# Performance and Memory

When we use Python for automation, and if we're expecting to use the same code--or variations of it--over and over again, then it's worthwhile to figure out what's slowing it down. 

## Memory: Access and store only what you need, no more

tl;dr 
Look out for unnecessary memory use.
- Avoid lists where you could use tuples
- Avoid lists for checking membership where you could use sets
- Avoid sequences where you could use iterators

### lists vs. tuples

If you have a collection of values, your first thought may be to store them in a list.

In [37]:
data_list = [17999712, 2015, 'Hawkins Road', 'Linden ', 'NC', 28356]

Lists are nice because they are very flexible. You can change the values in the list, including appending and removing values. But that flexibility comes at a cost. Lists are less efficient than tuples. For example, they use more memory.

In [38]:
import sys

data_tuple = (17999712, 2015, 'Hawkins Road', 'Linden ', 'NC', 28356)

print(sys.getsizeof(data_list))
print(sys.getsizeof(data_tuple))

104
88


If you aren't going to be changing the values in a collection, use a tuple instead of a list.

### lists vs. sets

Lists perform faster for ordered operations (think: sorting). But sets and dictionaries are better for lookup.

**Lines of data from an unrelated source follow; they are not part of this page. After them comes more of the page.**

use tokio::sync::mpsc::Sender;
use tracing::{debug, info};

use common::err::scaling_error::ReError;
use common::err::CResult;
use common::row::{PrimaryKey, Row};
use connection::conn::connection::ScanQuery;

use crate::config::sync_config::IncrementalMode;
use crate::dumper::{push, DumpOutcome, Dumper, DumperContext, Push};
use crate::position::{Checkpoint, Position};
use crate::record::{DataRecord, RecordBatch};
use crate::task::signal::StopSignal;

/// 全量读取：按主键升序分批扫描源表，扫描结束后发出阶段切换的空批次
pub struct InventoryDumper {
    ctx: DumperContext,
}

impl InventoryDumper {
    pub fn new(ctx: DumperContext) -> Self {
        InventoryDumper {
            ctx,
        }
    }

    /// 全量开始时记录变更日志位置与源表行数
    async fn prepare(&self) -> CResult<(u64, u64)> {
        let config = &self.ctx.config;
        let mut conn = self.ctx.provider.get_connection(config.data_source()).await?;
        let log_start = conn.log_head().await?;
        let rows = conn.count_rows(config.table()).await?;

        Ok((log_start, rows))
    }

    async fn scan(&self, after: Option<PrimaryKey>) -> CResult<Vec<Row>> {
        let config = &self.ctx.config;
        let query = ScanQuery {
            columns: config.scan_columns(),
            after,
            limit: *config.batch_size(),
        };

        // 连接只在本批读取期间持有
        let mut conn = self.ctx.provider.get_connection(config.data_source()).await?;
        conn.scan(config.table(), &query).await
    }
}

#[async_trait::async_trait]
impl Dumper for InventoryDumper {
    async fn dump(&mut self, start: Position, channel: &Sender<RecordBatch>, signal: &mut StopSignal) -> CResult<DumpOutcome> {
        let config = &self.ctx.config;
        let progress = &self.ctx.progress;

        let (log_start, estimated) = self.prepare().await.map_err(ReError::into_source_read)?;
        let (log_start, mut last_key) = match start.checkpoint() {
            Checkpoint::Init => (log_start, None),
            Checkpoint::Inventory { log_start, last_key } => (*log_start, last_key.clone()),
            _ => return Ok(DumpOutcome::Exhausted(start)),
        };
        progress.set_estimated_rows(estimated);
        info!("inventory dump {}.{} from {}, about {} rows",
            config.data_source_name(), config.table(), start, estimated);

        let mut position = start;
        loop {
            if signal.is_stopped() {
                return Ok(DumpOutcome::Stopped(position));
            }

            let rows = self.scan(last_key.clone()).await.map_err(ReError::into_source_read)?;
            let exhausted = rows.len() < *config.batch_size();

            if !rows.is_empty() {
                let mut next = position.clone();
                let mut records = Vec::with_capacity(rows.len());
                for row in rows {
                    let key = row.key(config.primary_key()).map_err(ReError::into_source_read)?;
                    next = next.advance(Checkpoint::Inventory { log_start, last_key: Some(key.clone()) });
                    records.push(DataRecord::inventory(key, row, next.clone()));
                }

                let count = records.len() as u64;
                let batch_key = records.last().map(|r| r.key.clone());
                match push(channel, signal, RecordBatch::new(records, next.clone())).await {
                    Push::Accepted => {
                        debug!("inventory dump {} accepted {} rows, position {}", config.table(), count, next);
                        progress.add_inventory_dumped(count);
                        progress.set_dumped_position(next.clone());
                        position = next;
                        last_key = batch_key;
                    }
                    Push::Stopped => return Ok(DumpOutcome::Stopped(position)),
                    Push::Closed => return Ok(DumpOutcome::ChannelClosed(position)),
                }
            }

            if exhausted {
                break;
            }
        }

        let next = match config.incremental() {
            IncrementalMode::Disabled => position.advance(Checkpoint::Finished),
            IncrementalMode::ChangeLog { .. } => position.advance(Checkpoint::Incremental { offset: log_start }),
        };
        match push(channel, signal, RecordBatch::marker(next.clone())).await {
            Push::Accepted => {
                info!("inventory dump {}.{} finished at {}", config.data_source_name(), config.table(), next);
                progress.set_dumped_position(next.clone());
                Ok(DumpOutcome::Exhausted(next))
            }
            Push::Stopped => Ok(DumpOutcome::Stopped(position)),
            Push::Closed => Ok(DumpOutcome::ChannelClosed(position)),
        }
    }
}
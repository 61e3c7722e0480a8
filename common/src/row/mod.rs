pub mod column_value;
pub mod row;

pub use column_value::ColumnValue;
pub use row::{PrimaryKey, Row};
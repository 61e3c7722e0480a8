use std::path::PathBuf;
use std::sync::Arc;

use clap::Parser;
use serde::Serialize;
use tokio::runtime::Handle;
use tracing::{info, warn};

use common::config::load_style::Format;
use common::config::{read_config, ServerConfig};
use common::err::CResult;
use common::log::tracing_factory::{TracingFactory, TracingFactoryOptions};
use common::pretty_util::to_string_pretty;
use common::server::{Server, ShutdownHandle};
use scaling::JobManager;
use web::server::{EngineService, ScalingHttpServer};

#[derive(Parser, Serialize, Debug, Clone)]
#[command(name = "scaling-server")]
#[command(version = "0.0.2")]
#[command(about = "Sharded database online scaling server")]
#[command(long_about = None)]
pub(crate) struct CliArgs {
    /// 加载的配置文件路径，文件不存在时使用默认配置
    #[arg(short, long, help = "Path to loaded configuration file", value_name = "FILE")]
    pub config: Option<PathBuf>,

    #[arg(short, long, help = "enable debug mode", default_value_t = false)]
    pub debug: bool,

    #[arg(short, long, help = "output format: [yaml | json], default Yaml", default_value = "yaml")]
    pub format: String,

    #[arg(long = "host", help = "listen host", value_name = "host")]
    pub host: Option<String>,

    #[arg(long = "port", help = "listen port, [1-65535]", value_name = "port")]
    pub port: Option<u16>,
}

#[tokio::main]
async fn main() -> CResult<()> {
    let args = CliArgs::parse();
    let format = Format::format(&args.format);

    let config = load_config(&args);
    eprintln!("load config: \n{}", to_string_pretty(&format, &config));

    let log_factory = TracingFactory::init_log_with_options(TracingFactoryOptions::from_config(&config.log));
    eprintln!("log_dir: {:?}", log_factory.get_log_dir());

    // 任务运行在主 runtime 上，不占用 actix 的 worker
    let manager = Arc::new(JobManager::new(config.job.clone()).with_runtime(Handle::current()));

    let mut http = ScalingHttpServer::new(config.server.clone(), Arc::clone(&manager));
    http.start().await?;

    let mut shutdown = ShutdownHandle::create();
    shutdown.add_service(Box::new(http));
    shutdown.add_service(Box::new(EngineService::new(manager)));

    tokio::signal::ctrl_c().await?;
    info!("receive ctrl-c, shutting down");
    shutdown.shutdown_services(true).await
}

/// 读取配置文件，命令行参数覆盖文件中的值
fn load_config(args: &CliArgs) -> ServerConfig {
    let mut config = match &args.config {
        Some(path) => match read_config(path) {
            Ok(c) => c,
            Err(e) => {
                warn!("read config {:?} failed, use default: {}", path, e);
                eprintln!("read config {:?} failed, use default: {}", path, e);
                ServerConfig::default()
            }
        },
        None => ServerConfig::default(),
    };

    if let Some(host) = &args.host {
        config.server.host = host.clone();
    }
    if let Some(port) = args.port {
        config.server.port = port;
    }
    if args.debug {
        config.log.debug = true;
    }

    config
}
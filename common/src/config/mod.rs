use std::fs::File;
use std::io::Read;
use std::path::Path;

use serde::{Deserialize, Serialize};

use crate::err::scaling_error::ReError;
use crate::err::CResult;

pub mod load_style;

/// 默认每批读取/写入的行数
pub const DEFAULT_BATCH_SIZE: usize = 1000;

/// 默认通道容量（单位：批）
pub const DEFAULT_CHANNEL_CAPACITY: usize = 16;

/// 默认每个数据源的连接池大小
pub const DEFAULT_POOL_SIZE: usize = 4;

/// 增量阶段无新变更时的轮询间隔
pub const DEFAULT_POLL_INTERVAL_MS: u64 = 100;

pub const DEFAULT_ACQUIRE_TIMEOUT_MS: u64 = 30_000;

/// scaling 服务端配置， 对应 conf/scaling.toml
#[derive(Debug, Clone, Default, Serialize, Deserialize)]
#[serde(default)]
pub struct ServerConfig {
    pub server: HttpConfig,
    pub log: LogConfig,
    pub job: JobDefaults,
}

#[derive(Debug, Clone, Serialize, Deserialize)]
#[serde(default)]
pub struct HttpConfig {
    pub host: String,
    pub port: u16,
    /// actix worker 数量
    pub workers: usize,
}

#[derive(Debug, Clone, Default, Serialize, Deserialize)]
#[serde(default)]
pub struct LogConfig {
    pub debug: bool,
    /// 日志过滤表达式，如 "info,scaling=debug"。 为空时由 debug 决定级别
    pub level: Option<String>,
    /// 日志目录。为空时仅输出到控制台
    pub log_dir: Option<String>,
}

/// 作业调优参数的默认值。迁移配置中未指定的项使用这里的值。
#[derive(Debug, Clone, Serialize, Deserialize)]
#[serde(default)]
pub struct JobDefaults {
    pub batch_size: usize,
    pub channel_capacity: usize,
    pub pool_size: usize,
    pub poll_interval_ms: u64,
    pub acquire_timeout_ms: u64,
}

impl Default for HttpConfig {
    fn default() -> Self {
        HttpConfig {
            host: "127.0.0.1".to_string(),
            port: 8888,
            workers: 2,
        }
    }
}

impl Default for JobDefaults {
    fn default() -> Self {
        JobDefaults {
            batch_size: DEFAULT_BATCH_SIZE,
            channel_capacity: DEFAULT_CHANNEL_CAPACITY,
            pool_size: DEFAULT_POOL_SIZE,
            poll_interval_ms: DEFAULT_POLL_INTERVAL_MS,
            acquire_timeout_ms: DEFAULT_ACQUIRE_TIMEOUT_MS,
        }
    }
}

impl LogConfig {
    pub fn get_log_dir(&self) -> Option<String> {
        self.log_dir.clone().filter(|d| !d.is_empty())
    }
}

pub fn read_config<P: AsRef<Path>>(path: P) -> CResult<ServerConfig> {
    let mut file = File::open(path.as_ref())?;
    let mut s = String::new();
    file.read_to_string(&mut s)?;

    parse_config(&s)
}

pub fn parse_config(s: &str) -> CResult<ServerConfig> {
    toml::from_str(s)
        .map_err(|e| ReError::ConfigFileParseErr(e.to_string()))
}
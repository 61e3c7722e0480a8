use std::fmt;
use std::sync::{Arc, Mutex, MutexGuard};

use serde::Serialize;
use tokio::runtime::Handle;
use tokio::sync::watch;
use tracing::{error, info, warn};

use common::err::scaling_error::ReError;
use common::err::CResult;
use common::time_util::now_str;
use connection::DataSourceProvider;

use crate::config::migration_config::MigrationConfig;
use crate::config::sync_config::SyncTaskConfig;
use crate::position::PositionTracker;
use crate::task::progress::TaskProgressView;
use crate::task::signal::{RunSignal, StopSignal};
use crate::task::sync_task::{SyncTask, TaskOutcome};
use crate::task::task_id::TaskId;

/// 作业状态。
///
/// ```text
/// CREATED -> RUNNING -> STOPPING -> STOPPED
///               \-> FAILED
/// ```
#[derive(Debug, Clone, Copy, PartialEq, Eq, Serialize)]
#[serde(rename_all = "SCREAMING_SNAKE_CASE")]
pub enum JobState {
    Created,
    Running,
    Stopping,
    Stopped,
    Failed,
}

impl JobState {
    pub fn is_terminal(&self) -> bool {
        matches!(self, JobState::Stopped | JobState::Failed)
    }

    pub fn name(&self) -> &'static str {
        match self {
            JobState::Created => "CREATED",
            JobState::Running => "RUNNING",
            JobState::Stopping => "STOPPING",
            JobState::Stopped => "STOPPED",
            JobState::Failed => "FAILED",
        }
    }
}

impl fmt::Display for JobState {
    fn fmt(&self, f: &mut fmt::Formatter<'_>) -> fmt::Result {
        f.write_str(self.name())
    }
}

/// list 命令返回的作业摘要
#[derive(Debug, Clone, Serialize)]
#[serde(rename_all = "camelCase")]
pub struct JobSummary {
    pub job_id: u64,

    pub state: JobState,

    pub create_time: String,

    pub task_count: usize,
}

/// progress 命令返回的作业进度快照
#[derive(Debug, Clone, Serialize)]
#[serde(rename_all = "camelCase")]
pub struct JobProgress {
    pub job_id: u64,

    pub state: JobState,

    #[serde(skip_serializing_if = "Option::is_none")]
    pub failure: Option<String>,

    /// 全量阶段总体完成百分比
    pub percent: u8,

    pub tasks: Vec<TaskProgressView>,
}

/// 一次迁移作业。
///
/// 状态只在持有 inner 锁时修改，锁不跨越 await。任务在独立的 tokio 任务中运行，
/// 结束时回调 [`Job::on_task_finished`]；STOPPING -> STOPPED 只由最后一个退出的任务完成，
/// stop 调用本身只发出信号并等待，中途被丢弃不影响作业收尾。
pub struct Job {
    id: u64,

    config: Arc<MigrationConfig>,

    create_time: String,

    tasks: Vec<Arc<SyncTask>>,

    tracker: Arc<PositionTracker>,

    inner: Mutex<JobInner>,

    /// 状态变化通知，等待作业终止的 stop 调用订阅它
    state_tx: watch::Sender<JobState>,

    stop_tx: watch::Sender<RunSignal>,

    signal: StopSignal,
}

struct JobInner {
    state: JobState,

    running: usize,

    finished: usize,

    failure: Option<String>,

    history: Vec<JobState>,
}

impl Job {
    pub fn new(id: u64, config: Arc<MigrationConfig>, tasks: Vec<SyncTaskConfig>, tracker: Arc<PositionTracker>) -> Self {
        let tasks = tasks
            .into_iter()
            .map(|t| {
                let start = tracker.get(t.task_id());
                Arc::new(SyncTask::new(t, start))
            })
            .collect();
        let (state_tx, _) = watch::channel(JobState::Created);
        let (stop_tx, signal) = StopSignal::channel();

        Job {
            id,
            config,
            create_time: now_str(),
            tasks,
            tracker,
            inner: Mutex::new(JobInner {
                state: JobState::Created,
                running: 0,
                finished: 0,
                failure: None,
                history: vec![JobState::Created],
            }),
            state_tx,
            stop_tx,
            signal,
        }
    }

    pub fn id(&self) -> u64 {
        self.id
    }

    pub fn config(&self) -> &Arc<MigrationConfig> {
        &self.config
    }

    pub fn create_time(&self) -> &str {
        &self.create_time
    }

    pub fn tasks(&self) -> &[Arc<SyncTask>] {
        &self.tasks
    }

    pub fn tracker(&self) -> &Arc<PositionTracker> {
        &self.tracker
    }

    pub fn state(&self) -> JobState {
        *self.state_tx.borrow()
    }

    /// 作业经历过的全部状态
    pub fn history(&self) -> Vec<JobState> {
        self.lock().history.clone()
    }

    pub fn failure(&self) -> Option<String> {
        self.lock().failure.clone()
    }

    /// CREATED -> RUNNING，在 runtime 上并发启动全部任务
    pub fn start(self: &Arc<Self>, provider: Arc<DataSourceProvider>, runtime: &Handle) -> CResult<()> {
        let mut inner = self.lock();
        if inner.state != JobState::Created {
            return Err(ReError::InvalidStateError(format!(
                "scaling job {} is {}, only CREATED job can be started", self.id, inner.state)));
        }
        self.transition(&mut inner, JobState::Running);
        inner.running = self.tasks.len();

        for task in &self.tasks {
            let job = Arc::clone(self);
            let task = Arc::clone(task);
            let provider = Arc::clone(&provider);
            let tracker = Arc::clone(&self.tracker);
            let signal = self.signal.clone();
            let running = Arc::clone(&task);
            let handle = runtime.spawn(async move { running.run(provider, tracker, signal).await });
            // 任务 panic 时同样回调，作业不会停留在 RUNNING / STOPPING
            runtime.spawn(async move {
                let outcome = match handle.await {
                    Ok(outcome) => outcome,
                    Err(e) => TaskOutcome::Failed(format!("task aborted: {}", e)),
                };
                job.on_task_finished(task.task_id(), outcome);
            });
        }
        info!("scaling job {} started with {} tasks", self.id, self.tasks.len());

        Ok(())
    }

    /// 停止作业，所有任务确认退出后返回。
    ///
    /// CREATED 的作业直接进入 STOPPED；已终止的作业直接返回成功；
    /// 正在停止的作业与首次 stop 一样等待最后一个任务退出。
    pub async fn stop(&self) -> CResult<()> {
        {
            let mut inner = self.lock();
            match inner.state {
                JobState::Stopped | JobState::Failed => return Ok(()),
                JobState::Created => {
                    self.transition(&mut inner, JobState::Stopped);
                    info!("scaling job {} stopped before start", self.id);
                    return Ok(());
                }
                JobState::Running => {
                    self.transition(&mut inner, JobState::Stopping);
                    self.stop_tx.send_replace(RunSignal::Stop);
                    if inner.running == 0 {
                        self.transition(&mut inner, JobState::Stopped);
                        return Ok(());
                    }
                    info!("scaling job {} stopping, waiting for {} tasks", self.id, inner.running);
                }
                JobState::Stopping => {}
            }
        }

        self.wait_terminal().await
    }

    /// 任务结束回调。任一任务失败使作业快速失败并通知其它任务停止；
    /// 最后一个任务退出时作业进入 STOPPED
    pub fn on_task_finished(&self, task_id: &TaskId, outcome: TaskOutcome) {
        let mut inner = self.lock();
        inner.running = inner.running.saturating_sub(1);

        match outcome {
            TaskOutcome::Failed(reason) => {
                let failure = format!("task {} failed: {}", task_id, reason);
                match inner.state {
                    JobState::Running => {
                        error!("scaling job {} {}, stop all tasks", self.id, failure);
                        inner.failure = Some(failure);
                        self.transition(&mut inner, JobState::Failed);
                        self.stop_tx.send_replace(RunSignal::Stop);
                    }
                    _ => {
                        warn!("scaling job {} {} while {}", self.id, failure, inner.state);
                        inner.failure.get_or_insert(failure);
                    }
                }
            }
            TaskOutcome::Finished(_) => inner.finished += 1,
            TaskOutcome::Stopped(_) => {}
        }

        if inner.running > 0 {
            return;
        }
        match inner.state {
            JobState::Running => {
                info!("scaling job {} all tasks exited, {} of {} finished", self.id, inner.finished, self.tasks.len());
                self.transition(&mut inner, JobState::Stopping);
                self.transition(&mut inner, JobState::Stopped);
            }
            JobState::Stopping => {
                self.transition(&mut inner, JobState::Stopped);
                info!("scaling job {} stopped", self.id);
            }
            _ => {}
        }
    }

    pub fn summary(&self) -> JobSummary {
        JobSummary {
            job_id: self.id,
            state: self.state(),
            create_time: self.create_time.clone(),
            task_count: self.tasks.len(),
        }
    }

    /// 进度快照，不等待任何运行中的任务
    pub fn progress(&self) -> JobProgress {
        let tasks: Vec<TaskProgressView> = self.tasks
            .iter()
            .map(|t| t.progress().view(t.task_id(), self.tracker.get(t.task_id())))
            .collect();
        let percent = if tasks.is_empty() {
            0
        } else {
            (tasks.iter().map(|t| t.percent as usize).sum::<usize>() / tasks.len()) as u8
        };

        JobProgress {
            job_id: self.id,
            state: self.state(),
            failure: self.failure(),
            percent,
            tasks,
        }
    }

    async fn wait_terminal(&self) -> CResult<()> {
        let mut rx = self.state_tx.subscribe();
        rx.wait_for(|s| s.is_terminal())
            .await
            .map(|_| ())
            .map_err(|e| ReError::String(format!("scaling job {} state channel closed: {}", self.id, e)))
    }

    fn transition(&self, inner: &mut JobInner, to: JobState) {
        info!("scaling job {} {} -> {}", self.id, inner.state, to);
        inner.state = to;
        inner.history.push(to);
        self.state_tx.send_replace(to);
    }

    fn lock(&self) -> MutexGuard<'_, JobInner> {
        self.inner.lock().unwrap_or_else(|e| e.into_inner())
    }
}

impl fmt::Debug for Job {
    fn fmt(&self, f: &mut fmt::Formatter<'_>) -> fmt::Result {
        f.debug_struct("Job")
            .field("id", &self.id)
            .field("state", &self.state())
            .field("create_time", &self.create_time)
            .field("tasks", &self.tasks.len())
            .finish()
    }
}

When you want to see if an element already exists in a collection of elements, use a set to store that collection if possible. Lists and tuples require sequential lookup to see if an element is a member of the collection. That means that on average, it has to make n/2 comparisons for a collection of length n. Because every element in a set is unique, however, a set can use a hash table for lookups. That means no matter how big the collection is, the set only ever has to check 1 value. The bigger the collection is, the bigger the gap between sets and lists becomes. 
The hash is what makes sets (and dicts) so fast for lookups. Instead of searching every item, Python jumps directly to the hash bucket. When you add an element to a set, 1) Python calls the element’s __hash__() method to get a hash value (an integer); 2) That hash value determines where the element will be stored in the set's internal structure; 3) When checking if an element is in the set, Python uses the hash to quickly find it. 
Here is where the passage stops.